| Summary | National Percentile | Rank vs Metro |
|---|---|---|
| Housing | 78th | Good |
| Demographics | 70th | Fair |
| Amenities | 94th | Best |
Multifamily Valuation
| Property Details | |
|---|---|
| Address | 1580 Southgate Ave, Daly City, CA, 94015, US |
| Region / Metro | Daly City |
| Year of Construction | 1987 |
| Units | 89 |
| Transaction Date | 1997-12-15 |
| Transaction Price | $1,350,000 |
| Buyer | MAAS COMMONS LLC |
| Seller | SERRA COMMONS LLC |
1580 Southgate Ave, Daly City Multifamily Investment
Neighborhood fundamentals point to durable renter demand supported by strong amenities and a high-cost ownership market, according to WDSuite’s CRE market data. Expect steady interest from tenants seeking proximity to Bay Area employers and services, with pricing power tempered by metro-wide occupancy trends.

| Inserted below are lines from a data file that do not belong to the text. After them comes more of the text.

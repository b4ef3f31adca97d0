//! Profile-specific repairs of the coarse mask.
//!
//! Each optimizer reads colours from the untouched original raster and
//! rewrites the working alpha mask. The pipeline selects one per
//! [`ProcessingProfile`](crate::ProcessingProfile).

pub mod logo_text;
pub mod portrait;
pub mod product;

pub use logo_text::LogoTextOptimizer;
pub use portrait::PortraitOptimizer;
pub use product::ProductOptimizer;

use image::Rgb;

use crate::{AlphaMask, RasterImage};

/// Read-only inputs shared by the refinement stages.
#[derive(Debug, Clone, Copy)]
pub struct RefineContext<'a> {
    /// The raster as decoded; colours are always read from here
    pub original: &'a RasterImage,
    /// Estimated background colour
    pub background: Rgb<u8>,
}

impl<'a> RefineContext<'a> {
    pub const fn new(original: &'a RasterImage, background: Rgb<u8>) -> Self {
        Self {
            original,
            background,
        }
    }

    /// Original colour at flat index `i`.
    #[inline]
    pub fn color_at(&self, i: usize) -> Rgb<u8> {
        let raw = self.original.as_raw();
        Rgb([raw[i * 4], raw[i * 4 + 1], raw[i * 4 + 2]])
    }
}

/// A repair sequence applied to the coarse mask.
pub trait MaskOptimizer {
    /// Rewrites `mask` in place and returns the number of alpha values changed.
    fn optimize(&self, context: &RefineContext<'_>, mask: &mut AlphaMask) -> usize;
}

/// Counts positions where two equally sized masks differ.
pub(crate) fn changed_pixels(before: &AlphaMask, after: &AlphaMask) -> usize {
    before
        .as_raw()
        .iter()
        .zip(after.as_raw())
        .filter(|(a, b)| a != b)
        .count()
}
//! Profile-independent edge cleanup run after every optimizer.

use tracing::debug;

use crate::{
    cutout::{
        color::color_distance,
        morphology::{count_neighbors, is_soft, is_transition_pixel},
        optimizers::{changed_pixels, RefineContext},
    },
    utils::{for_each_in_window, index_of},
    AlphaMask,
};

/// Halo distance at zero intensity; scaled down by `1 - intensity`.
const HALO_BASE_DISTANCE: f32 = 60.0;
/// Pixels above this alpha are speckle candidates.
const SPECKLE_MIN_ALPHA: u8 = 200;
/// Neighbours below this alpha count as empty around a speckle.
const SPECKLE_EMPTY_ALPHA: u8 = 50;
const SPECKLE_MIN_EMPTY_NEIGHBORS: usize = 6;

/// Halo removal, transition smoothing and speckle removal.
#[derive(Debug, Clone, Copy, PartialEq)]
pub struct EdgeCleanup {
    /// Aggressiveness in `[0, 1]`; higher keeps more edge detail.
    pub intensity: f32,
}

impl Default for EdgeCleanup {
    fn default() -> Self {
        Self { intensity: 0.8 }
    }
}

impl EdgeCleanup {
    pub const fn new(intensity: f32) -> Self {
        Self { intensity }
    }

    /// Colour distance below which an edge pixel is considered halo.
    pub fn halo_distance(&self) -> f32 {
        HALO_BASE_DISTANCE * (1.0 - self.intensity.clamp(0.0, 1.0))
    }

    /// Clears edge pixels whose original colour is close to the background.
    pub fn remove_halo(&self, context: &RefineContext<'_>, mask: &mut AlphaMask) -> usize {
        let (width, height) = mask.dimensions();
        let limit = self.halo_distance();
        let previous = mask.clone();
        let before = previous.as_raw();
        let alpha: &mut [u8] = mask;
        let mut removed = 0;

        for y in 0..height {
            for x in 0..width {
                if !is_transition_pixel(before, width, height, x, y) {
                    continue;
                }
                let i = index_of(width, x, y);
                if color_distance(context.color_at(i), context.background) < limit {
                    alpha[i] = 0;
                    removed += 1;
                }
            }
        }
        removed
    }

    /// 3x3 mean of the surrounding alpha, written only to soft pixels.
    pub fn smooth_transitions(mask: &mut AlphaMask) -> usize {
        let (width, height) = mask.dimensions();
        let previous = mask.clone();
        let before = previous.as_raw();
        let alpha: &mut [u8] = mask;
        let mut smoothed = 0;

        for y in 0..height {
            for x in 0..width {
                let i = index_of(width, x, y);
                if !is_soft(before[i]) {
                    continue;
                }
                let (mut sum, mut count) = (0u32, 0u32);
                for_each_in_window(1, width, height, x, y, |n| {
                    sum += u32::from(before[n]);
                    count += 1;
                });
                let mean = ((sum as f32) / (count as f32)).round() as u8;
                if mean != before[i] {
                    alpha[i] = mean;
                    smoothed += 1;
                }
            }
        }
        smoothed
    }

    /// Clears isolated opaque pixels surrounded by near-transparent ones.
    pub fn remove_speckles(mask: &mut AlphaMask) -> usize {
        let (width, height) = mask.dimensions();
        let previous = mask.clone();
        let before = previous.as_raw();
        let alpha: &mut [u8] = mask;
        let mut removed = 0;

        for y in 0..height {
            for x in 0..width {
                let i = index_of(width, x, y);
                if before[i] > SPECKLE_MIN_ALPHA
                    && count_neighbors(before, width, height, x, y, |a| a < SPECKLE_EMPTY_ALPHA)
                        >= SPECKLE_MIN_EMPTY_NEIGHBORS
                {
                    alpha[i] = 0;
                    removed += 1;
                }
            }
        }
        removed
    }

    /// Runs the three steps in order and returns the number of alpha values changed.
    pub fn apply(&self, context: &RefineContext<'_>, mask: &mut AlphaMask) -> usize {
        let before = mask.clone();
        let halo = self.remove_halo(context, mask);
        let smoothed = Self::smooth_transitions(mask);
        let speckles = Self::remove_speckles(mask);

        let changed = changed_pixels(&before, mask);
        debug!(intensity = self.intensity, halo, smoothed, speckles, changed, "edge cleanup");
        changed
    }
}

#[cfg(test)]
mod tests {
    use super::*;
    use crate::cutout::{background::detect_background_color, segment::initial_segmentation};
    use crate::test_utils::{create_square_on_background, create_uniform_mask};
    use crate::{ProcessingProfile, RasterImage};
    use image::{Luma, Rgb, Rgba};

    fn row_mask(values: &[u8]) -> AlphaMask {
        AlphaMask::from_raw(values.len() as u32, 1, values.to_vec()).unwrap()
    }

    #[test]
    fn halo_distance_shrinks_with_intensity() {
        assert_eq!(EdgeCleanup::new(0.0).halo_distance(), 60.0);
        assert!((EdgeCleanup::default().halo_distance() - 12.0).abs() < 1e-4);
        assert_eq!(EdgeCleanup::new(1.0).halo_distance(), 0.0);
    }

    #[test]
    fn background_coloured_fringe_is_removed() {
        let mut image = RasterImage::from_pixel(3, 1, Rgba([0, 0, 200, 255]));
        image.put_pixel(1, 0, Rgba([250, 250, 250, 255]));
        let context = RefineContext::new(&image, Rgb([255, 255, 255]));
        let mut mask = row_mask(&[0, 128, 255]);

        assert_eq!(EdgeCleanup::default().remove_halo(&context, &mut mask), 1);
        assert_eq!(mask.as_raw(), &vec![0, 0, 255]);
    }

    #[test]
    fn subject_coloured_fringe_is_kept() {
        let image = RasterImage::from_pixel(3, 1, Rgba([0, 0, 200, 255]));
        let context = RefineContext::new(&image, Rgb([255, 255, 255]));
        let mut mask = row_mask(&[0, 128, 255]);
        assert_eq!(EdgeCleanup::new(0.0).remove_halo(&context, &mut mask), 0);
    }

    #[test]
    fn smoothing_only_touches_soft_pixels() {
        let mut mask = row_mask(&[0, 100, 255, 255]);
        assert_eq!(EdgeCleanup::smooth_transitions(&mut mask), 1);
        // (0 + 100 + 255) / 3
        assert_eq!(mask.as_raw(), &vec![0, 118, 255, 255]);
    }

    #[test]
    fn isolated_opaque_pixel_is_speckle() {
        let mut mask = AlphaMask::new(5, 5);
        mask.put_pixel(2, 2, Luma([255]));
        assert_eq!(EdgeCleanup::remove_speckles(&mut mask), 1);
        assert_eq!(mask.get_pixel(2, 2)[0], 0);
    }

    #[test]
    fn solid_region_has_no_speckles() {
        let mut mask = create_uniform_mask(4, 4, 255);
        assert_eq!(EdgeCleanup::remove_speckles(&mut mask), 0);
    }

    #[test]
    fn red_square_interior_survives_cleanup() {
        let image = create_square_on_background(100, 100, 40, [255, 0, 0], [255, 255, 255]);
        let background = detect_background_color(&image).unwrap();
        assert_eq!(background, Rgb([255, 255, 255]));

        let mut mask = initial_segmentation(&image, background, ProcessingProfile::Product);
        let context = RefineContext::new(&image, background);
        EdgeCleanup::default().apply(&context, &mut mask);

        for y in 30..70 {
            for x in 30..70 {
                assert_eq!(mask.get_pixel(x, y)[0], 255, "at ({x}, {y})");
            }
        }
    }
}
// src/core/stages/bands.rs
//
// Cuts each time-domain frame into frequency bands.

use crate::core::dsp::BandSplitter;
use crate::core::stage::{Stage, StageContext, StageParams};
use crate::error::StageError;

const DEFAULT_NUMBER: usize = 4;

/// Band-limited copies of a frame: one frame of `n` samples becomes
/// `number` frames of `n` samples, lowest band first.
///
/// `number` splits 0..Nyquist into equal bands. `bands` lists ascending
/// upper edges in Hz instead and overrides `number`.
pub struct FrequencyBands {
    splitter: BandSplitter,
}

impl FrequencyBands {
    pub const NAME: &'static str = "FrequencyBands";

    pub fn configure(
        params: &mut StageParams,
        ctx: &StageContext,
    ) -> Result<Box<dyn Stage>, StageError> {
        let number = params.take_positive("number")?.unwrap_or(DEFAULT_NUMBER);
        let edges = params.take_raw("bands").map(|raw| parse_edges(&raw)).transpose()?;
        for key in ["filter", "lengths"] {
            if params.take_raw(key).is_some() {
                return Err(StageError::parameter(
                    key,
                    "bands are cut in the frequency domain; IIR filters are not available",
                ));
            }
        }
        let length = ctx.fixed_input_len(Self::NAME)?;

        let splitter = match edges {
            Some(edges) => BandSplitter::new(length, ctx.sample_rate, &edges)
                .map_err(|reason| StageError::parameter("bands", reason))?,
            None => BandSplitter::uniform(length, ctx.sample_rate, number)
                .map_err(|reason| StageError::parameter("number", reason))?,
        };
        Ok(Box::new(Self { splitter }))
    }
}

fn parse_edges(raw: &str) -> Result<Vec<f64>, StageError> {
    let edges = raw
        .split(|c: char| c == ',' || c.is_whitespace())
        .filter(|t| !t.is_empty())
        .map(|t| {
            t.parse::<f64>()
                .map_err(|_| StageError::parameter("bands", format!("invalid edge \"{}\"", t)))
        })
        .collect::<Result<Vec<_>, _>>()?;
    if edges.is_empty() {
        return Err(StageError::parameter("bands", "no band edges given"));
    }
    Ok(edges)
}

impl Stage for FrequencyBands {
    fn name(&self) -> &'static str {
        Self::NAME
    }

    fn input_len(&self) -> Option<usize> {
        Some(self.splitter.size())
    }

    fn output_len(&self, _input_len: usize) -> usize {
        self.splitter.size()
    }

    fn frames_out(&self, _input_len: usize) -> usize {
        self.splitter.len()
    }

    fn apply(&self, input: &[f32], output: &mut [f32]) -> Result<(), StageError> {
        self.splitter.split(input, output).map_err(StageError::runtime)
    }
}

#[cfg(test)]
mod tests {
    use crate::core::stages::test_support::{build, run};
    use crate::error::StageError;

    #[test]
    fn test_default_four_bands() {
        let stage = build("FrequencyBands", &[], Some(64)).unwrap();
        assert_eq!(stage.frames_out(64), 4);
        assert_eq!(stage.output_len(64), 64);
        let out = run(stage.as_ref(), &[1.0; 64]);
        assert_eq!(out.len(), 256);
        // A constant is all DC, so only the first band carries it
        assert!(out[..64].iter().all(|v| (v - 1.0).abs() < 1e-4));
        assert!(out[64..].iter().all(|v| v.abs() < 1e-4));
    }

    #[test]
    fn test_bands_override_number() {
        let stage = build(
            "FrequencyBands",
            &[("number", "8"), ("bands", "1000 3000 8000")],
            Some(64),
        )
        .unwrap();
        assert_eq!(stage.frames_out(64), 3);
    }

    #[test]
    fn test_parameter_errors() {
        for (key, value) in [("bands", "3000 1000"), ("bands", "1k"), ("bands", " "), ("number", "0")] {
            assert!(
                matches!(
                    build("FrequencyBands", &[(key, value)], Some(64)),
                    Err(StageError::Parameter { key: ref k, .. }) if k == key
                ),
                "accepted {}={}",
                key,
                value
            );
        }
        assert!(matches!(
            build("FrequencyBands", &[("filter", "butterworth")], Some(64)),
            Err(StageError::Parameter { ref key, .. }) if key == "filter"
        ));
        assert!(matches!(build("FrequencyBands", &[], None), Err(StageError::Shape(_))));
    }
}
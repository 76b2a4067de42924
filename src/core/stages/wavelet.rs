// src/core/stages/wavelet.rs
//
// Wavelet packet decomposition of time-domain frames.

use crate::core::dsp::{TreeFingerprint, WaveletFamily, WaveletFilter, WaveletPacket};
use crate::core::stage::{Stage, StageContext, StageParams};
use crate::error::StageError;

const DEFAULT_TREE: &str = "3 3 3 4 4 2 4 4 3";
const DEFAULT_ORDER: usize = 8;

/// Discrete wavelet packet transform: `n -> n`.
///
/// `tree` lists the depth of every leaf from left to right, low band
/// first. The output is the leaf coefficients concatenated in that order,
/// so a leaf at depth `d` contributes `n / 2^d` values.
pub struct Dwpt {
    packet: WaveletPacket,
    length: usize,
}

impl Dwpt {
    pub const NAME: &'static str = "DWPT";

    pub fn configure(
        params: &mut StageParams,
        ctx: &StageContext,
    ) -> Result<Box<dyn Stage>, StageError> {
        let family: WaveletFamily = params.take_or("type", WaveletFamily::default())?;
        let order = params.take_positive("order")?.unwrap_or(DEFAULT_ORDER);
        let tree: TreeFingerprint = params
            .take_raw("tree")
            .as_deref()
            .unwrap_or(DEFAULT_TREE)
            .parse()
            .map_err(|reason| StageError::parameter("tree", reason))?;
        let filter =
            WaveletFilter::new(family, order).map_err(|reason| StageError::parameter("order", reason))?;
        let length = ctx.fixed_input_len(Self::NAME)?;

        let packet = WaveletPacket::new(filter, tree);
        if !packet.supports_len(length) {
            return Err(StageError::shape(format!(
                "DWPT tree \"{}\" needs a frame length divisible by {}, got {}",
                packet.tree(),
                1usize << packet.tree().max_depth(),
                length
            )));
        }
        Ok(Box::new(Self { packet, length }))
    }
}

impl Stage for Dwpt {
    fn name(&self) -> &'static str {
        Self::NAME
    }

    fn input_len(&self) -> Option<usize> {
        Some(self.length)
    }

    fn output_len(&self, _input_len: usize) -> usize {
        self.length
    }

    fn apply(&self, input: &[f32], output: &mut [f32]) -> Result<(), StageError> {
        self.packet.transform(input, output);
        Ok(())
    }
}

#[cfg(test)]
mod tests {
    use crate::core::stages::test_support::{build, run};
    use crate::error::StageError;

    #[test]
    fn test_defaults() {
        let stage = build("DWPT", &[], Some(512)).unwrap();
        assert_eq!(stage.input_len(), Some(512));
        assert_eq!(stage.output_len(512), 512);
    }

    #[test]
    fn test_energy_is_preserved() {
        let stage = build("DWPT", &[("type", "coif"), ("order", "6"), ("tree", "1 2 3 3")], Some(64)).unwrap();
        let input: Vec<f32> = (0..64).map(|i| ((i * 5) % 9) as f32 - 4.0).collect();
        let out = run(stage.as_ref(), &input);
        let before: f32 = input.iter().map(|v| v * v).sum();
        let after: f32 = out.iter().map(|v| v * v).sum();
        assert!((before - after).abs() < before * 1e-4);
    }

    #[test]
    fn test_malformed_tree() {
        for tree in ["1 2", "2 1 2", "1 0", "a b"] {
            assert!(
                matches!(
                    build("DWPT", &[("tree", tree)], Some(64)),
                    Err(StageError::Parameter { ref key, .. }) if key == "tree"
                ),
                "accepted tree \"{}\"",
                tree
            );
        }
    }

    #[test]
    fn test_unsupported_wavelet() {
        assert!(matches!(
            build("DWPT", &[("type", "coif"), ("order", "8")], Some(64)),
            Err(StageError::Parameter { ref key, .. }) if key == "order"
        ));
        assert!(matches!(
            build("DWPT", &[("type", "haar")], Some(64)),
            Err(StageError::Parameter { ref key, .. }) if key == "type"
        ));
    }

    #[test]
    fn test_frame_length_must_divide() {
        // Default tree is 4 levels deep
        assert!(matches!(build("DWPT", &[], Some(24)), Err(StageError::Shape(_))));
        assert!(matches!(build("DWPT", &[], None), Err(StageError::Shape(_))));
        assert!(build("DWPT", &[], Some(32)).is_ok());
    }
}
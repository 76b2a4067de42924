#![allow(dead_code)]

use std::path::PathBuf;
use std::process::{Command, Output};

use sfextract::{FeatureSpec, StageSpec};

pub fn get_binary_path() -> PathBuf {
    PathBuf::from(env!("CARGO_BIN_EXE_sfextract"))
}

pub fn run_sfextract(args: &[&str]) -> Output {
    Command::new(get_binary_path())
        .args(args)
        .output()
        .expect("Failed to execute sfextract")
}

/// The 16-coefficient MFCC chain used throughout the tests
pub fn mfcc_feature() -> FeatureSpec {
    FeatureSpec::new(
        "MFCC",
        vec![
            StageSpec::new("Window").param("length", "512"),
            StageSpec::new("RDFT"),
            StageSpec::new("SpectralEnergy"),
            StageSpec::new("FilterBank").param("squared", "true"),
            StageSpec::new("Log"),
            StageSpec::new("DCT"),
            StageSpec::new("Selector").param("length", "16"),
        ],
    )
}

/// Per-frame energy over half-overlapping frames
pub fn energy_feature(length: usize) -> FeatureSpec {
    FeatureSpec::new(
        "Energy",
        vec![
            StageSpec::new("Window")
                .param("length", length.to_string())
                .param("step", (length / 2).to_string())
                .param("type", "rectangular"),
            StageSpec::new("Energy"),
        ],
    )
}

pub fn centroid_feature() -> FeatureSpec {
    FeatureSpec::new(
        "Centroid",
        vec![
            StageSpec::new("Window").param("length", "256").param("step", "256"),
            StageSpec::new("RDFT"),
            StageSpec::new("ComplexMagnitude"),
            StageSpec::new("Centroid"),
        ],
    )
}

/// Deterministic pseudo-random i16 samples (LCG)
pub fn noise_i16(len: usize, seed: u32) -> Vec<i16> {
    let mut state = seed;
    (0..len)
        .map(|_| {
            state = state.wrapping_mul(1_664_525).wrapping_add(1_013_904_223);
            ((state >> 16) as i16) / 4
        })
        .collect()
}
// src/core/stages/window.rs
//
// Framing of the raw signal into fixed-length frames.

use crate::core::dsp::{create_window, WindowType};
use crate::core::stage::{Stage, StageContext, StageParams};
use crate::error::StageError;

/// Multiplies frames of `length` samples by a window function.
///
/// Without `step` a single frame is taken from the start of the input
/// (zero padded when shorter). With `step` the input is covered by
/// sliding frames `step` samples apart.
pub struct Window {
    length: usize,
    step: Option<usize>,
    coefficients: Vec<f32>,
}

impl Window {
    pub const NAME: &'static str = "Window";

    pub fn new(length: usize, step: Option<usize>, window_type: WindowType) -> Self {
        Self {
            length,
            step,
            coefficients: create_window(length, window_type),
        }
    }

    pub fn configure(
        params: &mut StageParams,
        _ctx: &StageContext,
    ) -> Result<Box<dyn Stage>, StageError> {
        let length = params
            .take_positive("length")?
            .ok_or_else(|| StageError::parameter("length", "missing required value"))?;
        let step = params.take_positive("step")?;
        let window_type: WindowType = params.take_or("type", WindowType::default())?;
        Ok(Box::new(Self::new(length, step, window_type)))
    }
}

impl Stage for Window {
    fn name(&self) -> &'static str {
        Self::NAME
    }

    fn output_len(&self, _input_len: usize) -> usize {
        self.length
    }

    fn declared_output_len(&self, _input_len: Option<usize>) -> Option<usize> {
        Some(self.length)
    }

    fn frames_out(&self, input_len: usize) -> usize {
        match self.step {
            Some(step) if input_len > self.length => 1 + (input_len - self.length) / step,
            _ => 1,
        }
    }

    fn apply(&self, input: &[f32], output: &mut [f32]) -> Result<(), StageError> {
        let step = self.step.unwrap_or(self.length);
        for (index, frame) in output.chunks_exact_mut(self.length).enumerate() {
            let start = index * step;
            for (i, (out, w)) in frame.iter_mut().zip(self.coefficients.iter()).enumerate() {
                *out = input.get(start + i).copied().unwrap_or(0.0) * w;
            }
        }
        Ok(())
    }
}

The property sits in an Urban Core neighborhood that ranks 37 out of 193 within the San Francisco–San Mateo–Redwood City metro—top quartile among metro neighborhoods based on overall performance. Amenity access is a clear strength: cafes and restaurants score in the upper national percentiles, and grocery and pharmacy density are competitive, supporting day-to-day convenience and lease retention.
For context, neighborhood occupancy is measured for the neighborhood and not the property; it trends below the metro median, suggesting leasing strategies should prioritize differentiation and renewals. At the same time, the share of renter-occupied housing units in the neighborhood is elevated (above the national norm), indicating a deep tenant base and ongoing multifamily demand.
Within a 3-mile radius, recent years show modest population contraction but a slight increase in total households, with forecasts pointing to incremental population growth and a larger household count ahead. This pattern implies smaller average household sizes and a gradually expanding renter pool, supporting occupancy stability as new renters enter the market over time.
Ownership costs are high relative to incomes in this area (nationally high home values and value-to-income ratios), which tends to reinforce reliance on rental housing and supports pricing power for well-positioned assets. Median rents in the neighborhood are also high by national standards, while rent-to-income levels indicate manageable affordability pressure for many local households—helpful for retention and delinquency management. School rating averages are not available, and investors should underwrite education quality at the sub-neighborhood level if relevant to the target renter profile.
The asset’s 1987 construction is newer than the local average vintage (1974), which can be a competitive edge versus older stock; however, capital planning should still account for aging systems and targeted modernization to sustain positioning against recently renovated comparables.

Safety indicators are mixed. Compared with neighborhoods nationwide, this area sits below the national middle on overall safety measures, and within the metro it ranks 116 out of 193—below the metro median. That said, recent trends show year-over-year improvement in violent incidents, while property-related offenses have been more volatile. Investors should underwrite security measures and operating practices that mitigate property-crime exposure while acknowledging the improving trajectory in violent offense rates.
Nearby corporate offices provide a strong employment base that supports renter demand and retention, particularly for workforce and professional tenants. Key employers within commuting distance include Walmart Global eCommerce, Core-Mark Holding, SFO Airport Marriott Accounting Office, Celgene, and McKesson Ventures.
- Walmart Global eCommerce — corporate offices (4.3 miles)
- Core-Mark Holding — corporate offices (5.0 miles) — HQ
- Sfo Airport Marriott Accounting Office — corporate offices (7.5 miles)
- Celgene — corporate offices (7.8 miles)
- McKesson Ventures — corporate offices (8.8 miles)
This 1987-vintage Daly City asset benefits from a deep renter pool, strong amenity access, and proximity to major Bay Area employers. The neighborhood ranks in the metro’s top quartile, while elevated home values relative to incomes sustain reliance on rental housing. According to CRE market data from WDSuite, neighborhood occupancy sits below the metro median, so the investment case favors assets that can differentiate on renovations, unit mix, or operational execution to capture demand and drive renewals.
Forward-looking demographics within a 3-mile radius point to a gradual increase in households and solid income profiles, supporting tenant quality and rent collections. With median rents high by national standards but rent-to-income levels indicating manageable affordability pressure locally, the thesis centers on steady demand with careful lease management and selective capital improvements to maintain competitive positioning.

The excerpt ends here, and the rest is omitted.